Голубоглазый пристально всматриваясь в нее, выискивая, какие-то отметины на ее лице, тихо сказал:
— Я буду говорить, а ты …
— Что я?
— Ты просто слушай. Не стремись понять. Понимание придет после, когда всё, что я скажу из непонятных сейчас фраз и словесной мозаики, выстроится в одну линию и появится четкий красивый рисунок, может пройти день, два, а может и вечность. Но возможно уже завтра утром ты проснёшься с ясной головой, с ясными мыслями — и мир станет совсем другим — открытым для тебя! И ты постигнешь его полностью. Возможно, открытие произойдет сейчас, — он с надеждой посмотрел на нее. Правда, ее испуганное лицо остудило его пыл, и он закончил совсем безрадостно и неторопливо:
— Мне очень многое тебе нужно рассказать! Ты готова?
Она насторожилась — пугала некая взаимосвязь, ведь все было не случайно, а чей-то злой умысел. За ней следили, были ее тенью, даже в музее кто-то из них с ней был рядом, и в усыпальнице Нефертари, и всё это было неслучайно!
— Да, да, не случайность, — кивнул он, а она сжалась (как ужасно, когда кто-то вот так легко проникает в твой мозг и мысли!) А голубоглазый продолжил, — И старушка, что продавала книгу в Ташкенте, и водитель, который привез вас на базар — это тоже не случайность, — дополнил он, — а ещё портье в гостинице…

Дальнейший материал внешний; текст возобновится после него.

use crate::agent::{AgentLauncher, ClaudeLauncher};
use crate::cancel::CancellationRegistry;
use crate::emitter::ActivityEmitter;
use crate::runner::SessionRunner;
use crate::tracker::{GraphqlTracker, Tracker};
use crate::workspace::RepoResolver;
use relay_core::config::Config;
use relay_core::guard::LoopGuard;
use relay_core::registry::SessionRegistry;
use relay_core::resume::ResumptionStore;
use relay_core::text::MentionSanitizer;
use std::path::PathBuf;
use std::sync::{Arc, Mutex, MutexGuard, PoisonError};
use std::time::Duration;

const ENGAGED_THREAD_TTL: Duration = Duration::from_secs(24 * 60 * 60);

/// Controller state shared by every request handler. Built once at startup;
/// the registries live for the process lifetime and reset on restart.
#[derive(Clone)]
pub struct AppState {
    pub webhook_secret: Arc<str>,
    pub mention_token: Arc<str>,
    pub runner: SessionRunner,
    guard: Arc<Mutex<LoopGuard>>,
    /// Project-update threads the agent has been mentioned in, forgotten
    /// after a day without activity.
    engaged_threads: Arc<Mutex<SessionRegistry>>,
    /// Set in development: raw webhook bodies are copied here.
    pub debug_dir: Option<PathBuf>,
}

impl AppState {
    /// Assemble the controller around the given tracker and agent.
    pub fn new(
        config: &Config,
        tracker: Arc<dyn Tracker>,
        agent: Arc<dyn AgentLauncher>,
    ) -> relay_core::Result<Self> {
        let sanitizer = MentionSanitizer::new(&config.mention_token)?;
        let emitter = ActivityEmitter::new(tracker.clone(), sanitizer);
        let resolver = RepoResolver::new(tracker, config.repos_dir()?);
        let resumption = Arc::new(ResumptionStore::new(config.resume_path()?));
        let runner = SessionRunner::new(
            emitter,
            resolver,
            agent,
            resumption,
            Arc::new(CancellationRegistry::new()),
        );
        let registry = SessionRegistry::new(
            Duration::from_secs(config.dedup.ttl_secs),
            config.dedup.capacity,
        );
        let debug_dir = if config.environment.is_development() {
            Some(config.debug_dir()?)
        } else {
            None
        };

        Ok(Self {
            webhook_secret: config.webhook_secret.as_deref().unwrap_or_default().into(),
            mention_token: config.mention_token.as_str().into(),
            runner,
            guard: Arc::new(Mutex::new(LoopGuard::new(registry))),
            engaged_threads: Arc::new(Mutex::new(SessionRegistry::new(
                ENGAGED_THREAD_TTL,
                config.dedup.capacity,
            ))),
            debug_dir,
        })
    }

    /// Production wiring: GraphQL tracker client and the `claude` CLI.
    pub fn from_config(config: &Config) -> anyhow::Result<Self> {
        let tracker = GraphqlTracker::new(
            config.api_url.clone(),
            config.api_token.clone().unwrap_or_default(),
            Duration::from_secs(config.request_timeout_secs),
        )?;
        let agent = ClaudeLauncher::new(&config.agent);
        Ok(Self::new(config, Arc::new(tracker), Arc::new(agent))?)
    }

    /// The dedup check and record run under this lock with no suspension
    /// point in between.
    pub fn guard(&self) -> MutexGuard<'_, LoopGuard> {
        self.guard.lock().unwrap_or_else(PoisonError::into_inner)
    }

    /// Mark a thread as one the agent takes part in, or extend its window.
    pub fn engage_thread(&self, thread_id: &str) {
        self.threads().touch(thread_id);
    }

    pub fn is_engaged(&self, thread_id: &str) -> bool {
        self.threads().contains(thread_id)
    }

    fn threads(&self) -> MutexGuard<'_, SessionRegistry> {
        self.engaged_threads
            .lock()
            .unwrap_or_else(PoisonError::into_inner)
    }
}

— Как и он? Какой ужас! — Настя потной ладонью провела по лбу — испарина, жарко.
И опять она понимала, что всему виной именно она, но зачем?
Ничего не спросила, а он ответил:
— Затем, что знаешь многое!
— Я?!
— Твое присутствие здесь для нас всех — опасно!
— А?! — Настя чуть не поперхнулась (где-то внутри шевельнулась гордость «Я знаю многое!», но тут же и умерла эта глупейшая мысль. «Что я могу знать такого, что опасно для людей?») — И кому может быть выгодна моя смерть? «Кому выгодно?»
— Ты задаешь правильный вопрос: «Cui prodest? — Кому выгодно?» Араб так же просто перешел на латинский язык, как с английского на русский.
Настя удивленно спросила:
— И латинский язык…?
— Знаю многие языки, но лучше всего древние, те, что сегодня называют «мертвыми языками». Латинский, аккадский, и, конечно же, древнеегипетский. — И, помолчав, он добавил, — так же, как и ты, Саеда.
— Я…? как… я? Я не знаю… — Настя опять потянула, но уже побоялась даже подумать, что он сумасшедший, лишь посмотрела на него исподлобья и мысленно спросила:
«Кому же выгодна моя смерть?»
— Черным! — просто ответил он.
«О, да! Это понятно — здесь все черные!» — подумала, вновь забыв, что он читает ее мысли, как с листа. Было как-то непривычно, что он видит ее изнутри или наоборот — она в банке, как стрекоза, а он ее разглядывает — и всё-то про нее уже знает! И покраснев, мысленно добавила: «прости, я не хотела».
— Нет, — араб подхватил ее мысль, — я неверно выразился, я хотел сказать, не в смысле черные: негры или арабы, а в смысле — Темные силы!